◆ Task requirements:
Only the lines from the start of the entries up to and including the line with "the demo server." should be written out, exactly as they stand.

------ Task data ------

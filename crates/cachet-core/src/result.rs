//! Result type aliases for Cachet.

use crate::CachetError;

/// A specialized `Result` type for Cachet operations.
pub type CachetResult<T> = Result<T, CachetError>;

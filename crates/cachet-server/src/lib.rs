//! # Cachet Server Library
//!
//! Dependency injection wiring and startup utilities for the demo server.

pub mod di;
pub mod startup;
//! Conversion of HTTP request parts into a cache request context.

use axum::{
    extract::{FromRequestParts, RawPathParams},
    http::{header::ACCEPT_LANGUAGE, request::Parts},
};
use cachet_core::Principal;
use cachet_service::RequestContext;

/// Collects the request facets cache keys vary on.
///
/// Path parameters are only visible once routing has matched, so this must
/// run inside a route-level layer or handler.
pub async fn request_context(parts: &mut Parts) -> RequestContext {
    let mut context = RequestContext::new(parts.method.as_str());

    if let Some(language) = parts
        .headers
        .get(ACCEPT_LANGUAGE)
        .and_then(|v| v.to_str().ok())
    {
        context = context.with_accept_language(language);
    }

    if let Some(query) = parts.uri.query() {
        context = context.with_query_string(query);
    }

    if let Some(principal) = parts.extensions.get::<Principal>() {
        context = context.with_principal(principal.clone());
    }

    if let Ok(params) = RawPathParams::from_request_parts(parts, &()).await {
        for (name, value) in &params {
            context = context.with_path_param(name, value);
        }
    }

    context
}
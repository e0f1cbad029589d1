//! Core traits shared across crates.

use crate::CachetResult;
use async_trait::async_trait;

/// Trait for domain events.
///
/// Domain events represent something significant that happened
/// in the domain, such as a model instance being saved or deleted.
pub trait DomainEvent: Send + Sync {
    /// Returns the event type name.
    fn event_type(&self) -> &'static str;

    /// Returns the aggregate ID that this event belongs to.
    fn aggregate_id(&self) -> String;

    /// Returns the event timestamp.
    fn timestamp(&self) -> chrono::DateTime<chrono::Utc>;

    /// Serializes the event to JSON.
    fn to_json(&self) -> CachetResult<String>;
}

/// Trait for event handlers.
#[async_trait]
pub trait EventHandler<E: DomainEvent>: Send + Sync {
    /// Handles the event.
    async fn handle(&self, event: &E) -> CachetResult<()>;
}

/// Trait for health checks.
#[async_trait]
pub trait HealthCheck: Send + Sync {
    /// Returns the name of this health check.
    fn name(&self) -> &str;

    /// Performs the health check.
    async fn check(&self) -> HealthStatus;
}

/// Health check status.
#[derive(Debug, Clone)]
pub enum HealthStatus {
    /// The component is healthy.
    Healthy,
    /// The component is degraded but functional.
    Degraded(String),
    /// The component is unhealthy.
    Unhealthy(String),
}

impl HealthStatus {
    /// Returns true if the status is healthy.
    #[must_use]
    pub const fn is_healthy(&self) -> bool {
        matches!(self, Self::Healthy)
    }

    /// Returns true if the status is unhealthy.
    #[must_use]
    pub const fn is_unhealthy(&self) -> bool {
        matches!(self, Self::Unhealthy(_))
    }

    /// Returns a short label for reporting.
    #[must_use]
    pub const fn label(&self) -> &'static str {
        match self {
            Self::Healthy => "healthy",
            Self::Degraded(_) => "degraded",
            Self::Unhealthy(_) => "unhealthy",
        }
    }
}
//! Identity middleware.

use axum::{body::Body, http::Request, middleware::Next, response::Response};
use cachet_core::Principal;
use tracing::debug;

/// Header carrying the authenticated user id, set by the upstream gateway.
pub const USER_ID_HEADER: &str = "x-user-id";

/// Attaches a [`Principal`] to the request extensions.
///
/// The id is taken from [`USER_ID_HEADER`]; requests without it are
/// anonymous. Authentication itself happens upstream.
pub async fn identity_middleware(mut request: Request<Body>, next: Next) -> Response {
    let principal = request
        .headers()
        .get(USER_ID_HEADER)
        .and_then(|h| h.to_str().ok())
        .map(str::trim)
        .filter(|id| !id.is_empty())
        .map_or(Principal::Anonymous, |id| Principal::user(id));

    if let Some(id) = principal.user_id() {
        debug!(user = %id, "Request identified");
    }

    request.extensions_mut().insert(principal);
    next.run(request).await
}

------

◆ Answer for the task:
filename crates/cachet-core/src/result.rs
//! Result type aliases for Cachet.

use crate::CachetError;

/// A specialized `Result` type for Cachet operations.
pub type CachetResult<T> = Result<T, CachetError>;

filename crates/cachet-server/src/lib.rs
//! # Cachet Server Library
//!
//! Dependency injection wiring and startup utilities for the demo server.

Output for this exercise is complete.